В юго-восточных штатах водятся древесные лягушки несколько большего размера. С лесных холмов они посылают сигналы, состоящие из 9–10 хриплых звуков. Но весной и летом после дождей лягушки переселяются к самой воде и там издают отдельные резкие звуки. Эти брачные хоры лающих древесных лягушек как бы состоят из своеобразных трио, подобно самодеятельным неслаженным вокальным ансамблям, где каждый поет, как вздумается. Члены этого трио выбирают ведущего и следуют «определенному порядку кваканья» — какая-то лягушка всегда выступает запевалой, выкрикивая «тунк», а другая неизменно дожидается своей очереди, чтобы закончить «песню».
Барабанные перепонки у жаб и лягушек расположены симметрично по обе стороны головы. Животные каждого вида проявляют особую чувствительность к «своим» звукам. В одном пруду очень редко спариваются разные виды, а следовательно, редко появляются гибриды. Однако такие гибриды можно получить в лаборатории. Их голоса очень похожи на голоса обоих родителей: значит, они рождаются со своими песнями, а не учатся им у других.
Земноводные обращают внимание на многие звуки окружающего их мира, не только на брачные призывы. Достаточно малейшего шороха в кустах, чтобы хор умолк и воцарилось бы долгое молчание. А если послышится пронзительный писк лягушки, пойманной змеей, они тут же стремительно прыгнут в воду и спрячутся там среди придонных растений. Там, где водится много питающихся лягушками змей, даже при звуке человеческих шагов по земле лягушки с пронзительными криками прыгают в воду. Может пройти полчаса в безмолвном ожидании, прежде чем несколько самых смелых лягушек отважатся нарушить напряженную тишину и осторожно квакнуть, как бы проверяя, исчезла ли опасность.
Змея, которая охотится на лягушек или насекомых и мышей, вряд ли слышит звуки, производимые этими животными. Змеи не имеют наружных ушей и, по-видимому, не могут слышать даже шипения своих сородичей. Даже когда гремучие змеи шипят, вероятно, они предупреждают об угрозе только других животных. Однако все тело змеи выполняет роль уха, оно чувствительно к малейшим колебаниям земли. Змеи всегда так хорошо слышат шаги приближающегося человека или пасущейся коровы, что успевают ускользнуть незамеченными.
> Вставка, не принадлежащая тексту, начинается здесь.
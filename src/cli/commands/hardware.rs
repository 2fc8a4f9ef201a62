//! `sqt hardware` command - Browse the hardware catalog

use clap::Subcommand;
use console::style;
use miette::Result;

use crate::cli::helpers::{
    format_inches, format_money, markdown_table, print_json, print_yaml, truncate_str, write_csv,
    CatalogContext,
};
use crate::cli::{GlobalOpts, OutputFormat};
use crate::core::HardwareFilter;
use crate::entities::{HardwareCategory, HardwareItem};

#[derive(Subcommand, Debug)]
pub enum HardwareCommands {
    /// List hardware with filtering
    List(ListArgs),

    /// Show a hardware record's details and price tiers
    Show(ShowArgs),
}

#[derive(clap::Args, Debug)]
pub struct ListArgs {
    /// Filter by category (buckle, ring, slider, snap, other)
    #[arg(long, short = 'c')]
    pub category: Option<HardwareCategory>,

    /// Only hardware that fits this webbing width in inches
    #[arg(long, short = 'w')]
    pub width: Option<f64>,

    /// Group the listing by category
    #[arg(long, short = 'g')]
    pub grouped: bool,

    /// Include inactive records
    #[arg(long)]
    pub all: bool,

    /// Show count only
    #[arg(long)]
    pub count: bool,
}

#[derive(clap::Args, Debug)]
pub struct ShowArgs {
    /// Hardware id
    pub id: String,
}

pub fn run(cmd: HardwareCommands, global: &GlobalOpts) -> Result<()> {
    match cmd {
        HardwareCommands::List(args) => run_list(args, global),
        HardwareCommands::Show(args) => run_show(args, global),
    }
}

fn widths_cell(item: &HardwareItem) -> String {
    if item.width_options.is_empty() {
        "any".to_string()
    } else {
        item.width_options
            .iter()
            .map(|w| format_inches(*w))
            .collect::<Vec<_>>()
            .join(" ")
    }
}

fn base_price_cell(item: &HardwareItem) -> String {
    item.price_tiers
        .base_price()
        .map_or("-".to_string(), format_money)
}

fn run_list(args: ListArgs, global: &GlobalOpts) -> Result<()> {
    let ctx = CatalogContext::load(global)?;
    let filter = HardwareFilter {
        category: args.category,
        width: args.width,
        include_inactive: args.all,
    };
    let items = ctx.catalog.list_hardware(&filter);

    if args.count {
        println!("{}", items.len());
        return Ok(());
    }

    if items.is_empty() {
        if !global.quiet {
            println!("No hardware found.");
        }
        return Ok(());
    }

    match ctx.format(global, OutputFormat::Tsv) {
        OutputFormat::Json => print_json(&items)?,
        OutputFormat::Yaml => print_yaml(&items)?,
        OutputFormat::Csv => write_csv(
            &["id", "sku", "name", "category", "type", "widths", "base_price", "active"],
            items.iter().map(|h| {
                vec![
                    h.id.clone(),
                    h.sku.clone(),
                    h.name.clone(),
                    h.category.to_string(),
                    h.tooling_type(),
                    widths_cell(h),
                    h.price_tiers
                        .base_price()
                        .map_or(String::new(), |p| format!("{:.2}", p)),
                    h.active.to_string(),
                ]
            }),
        )?,
        OutputFormat::Id => {
            for item in &items {
                println!("{}", item.id);
            }
        }
        OutputFormat::Md => println!(
            "{}",
            markdown_table(
                &["ID", "Name", "Category", "Type", "Widths", "Base Price"],
                items.iter().map(|h| {
                    vec![
                        h.id.clone(),
                        h.name.clone(),
                        h.category.to_string(),
                        h.tooling_type(),
                        widths_cell(h),
                        base_price_cell(h),
                    ]
                }),
            )
        ),
        OutputFormat::Tsv | OutputFormat::Auto => {
            let print_header = || {
                println!(
                    "{:<12} {:<26} {:<9} {:<14} {:<12} {:<8}",
                    style("ID").bold(),
                    style("NAME").bold(),
                    style("CATEGORY").bold(),
                    style("TYPE").bold(),
                    style("WIDTHS").bold(),
                    style("BASE").bold()
                );
                println!("{}", "-".repeat(86));
            };
            let print_row = |h: &HardwareItem| {
                let id = if h.active {
                    style(truncate_str(&h.id, 12)).cyan()
                } else {
                    style(truncate_str(&h.id, 12)).dim()
                };
                println!(
                    "{:<12} {:<26} {:<9} {:<14} {:<12} {:<8}",
                    id,
                    truncate_str(&h.name, 26),
                    h.category,
                    truncate_str(&h.tooling_type(), 14),
                    truncate_str(&widths_cell(h), 12),
                    base_price_cell(h)
                );
            };

            if args.grouped {
                for (category, group) in ctx.catalog.hardware_by_category(&filter) {
                    println!(
                        "{} ({})",
                        style(category).bold().underlined(),
                        group.len()
                    );
                    print_header();
                    for item in group {
                        print_row(item);
                    }
                    println!();
                }
            } else {
                print_header();
                for item in &items {
                    print_row(item);
                }
                println!();
            }

            if !global.quiet {
                println!("{} hardware record(s) found.", style(items.len()).cyan());
            }
        }
    }

    Ok(())
}

fn run_show(args: ShowArgs, global: &GlobalOpts) -> Result<()> {
    let ctx = CatalogContext::load(global)?;
    let item = ctx.catalog.hardware_by_id(&args.id).ok_or_else(|| {
        miette::miette!(
            help = "run `sqt hardware list --all` to see every id",
            "No hardware found matching '{}'",
            args.id
        )
    })?;

    match ctx.format(global, OutputFormat::Yaml) {
        OutputFormat::Json => print_json(item)?,
        OutputFormat::Id => println!("{}", item.id),
        OutputFormat::Md => println!("{}", tier_table(item)),
        OutputFormat::Tsv => print_detail(item),
        _ => print_yaml(item)?,
    }

    Ok(())
}

fn tier_table(item: &HardwareItem) -> String {
    markdown_table(
        &["Min Qty", "Unit Price"],
        item.price_tiers
            .iter()
            .map(|t| vec![t.min_qty.to_string(), format_money(t.unit_price)]),
    )
}

fn print_detail(item: &HardwareItem) {
    println!(
        "{}",
        style(format!("{} ({})", item.name, item.id)).bold()
    );
    if !item.active {
        println!("  {}", style("inactive").yellow());
    }
    println!("  SKU:       {}", item.sku);
    println!("  Category:  {} ({})", item.category, item.tooling_type());
    println!("  Widths:    {}", widths_cell(item));
    if let Some(material) = &item.specs.material {
        let finish = item
            .specs
            .finish
            .as_ref()
            .map(|f| format!(", {}", f))
            .unwrap_or_default();
        println!("  Material:  {}{}", material, finish);
    }
    println!(
        "  Weight:    {} g   Load rating: {} lbs",
        item.specs.weight_g, item.specs.load_rating_lbs
    );
    println!();
    println!(
        "{:<10} {:<10}",
        style("MIN QTY").bold(),
        style("UNIT").bold()
    );
    for tier in item.price_tiers.iter() {
        println!("{:<10} {:<10}", tier.min_qty, format_money(tier.unit_price));
    }
}

#[cfg(test)]
mod tests {
    use super::*;
    use crate::entities::hardware::{HardwareSpecs, PriceTiers};

    fn buckle(widths: &[f64]) -> HardwareItem {
        HardwareItem {
            id: "HW-SRB-100".to_string(),
            sku: "SRB-1".to_string(),
            name: "Side Release Buckle".to_string(),
            category: HardwareCategory::Buckle,
            hardware_type: Some("side-release".to_string()),
            width_options: widths.to_vec(),
            price_tiers: PriceTiers::new([(500, 0.80), (1, 1.00)]),
            specs: HardwareSpecs::default(),
            active: true,
        }
    }

    #[test]
    fn test_widths_cell() {
        assert_eq!(widths_cell(&buckle(&[])), "any");
        assert_eq!(widths_cell(&buckle(&[1.0, 1.5])), "1\" 1.5\"");
    }

    #[test]
    fn test_tier_table_is_ascending() {
        let table = tier_table(&buckle(&[]));
        let base = table.find("$1.00").unwrap();
        let bulk = table.find("$0.80").unwrap();
        assert!(base < bulk);
        assert_eq!(base_price_cell(&buckle(&[])), "$1.00");
    }
}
Мы, живущие в зоне умеренного климата, редко сознаем, как нам повезло: ведь мы слышим множество различных животных, чьими голосами звенят наши берега, поля и леса. Кроме стрекотаний насекомых и голосов поющих амфибий, мы наслаждаемся еще более разнообразными виртуозными песнопениями птиц, которых не услышишь в других краях. Дрозды и иволги, как и многие другие птицы, могут проводить зиму в тропиках или в южном полушарии. Однако там они почти безмолвны. Только к северу от тропического пояса совершают они свой брачный обряд, воспитывают птенцов и защищают семейную территорию, распевая изумительные песни.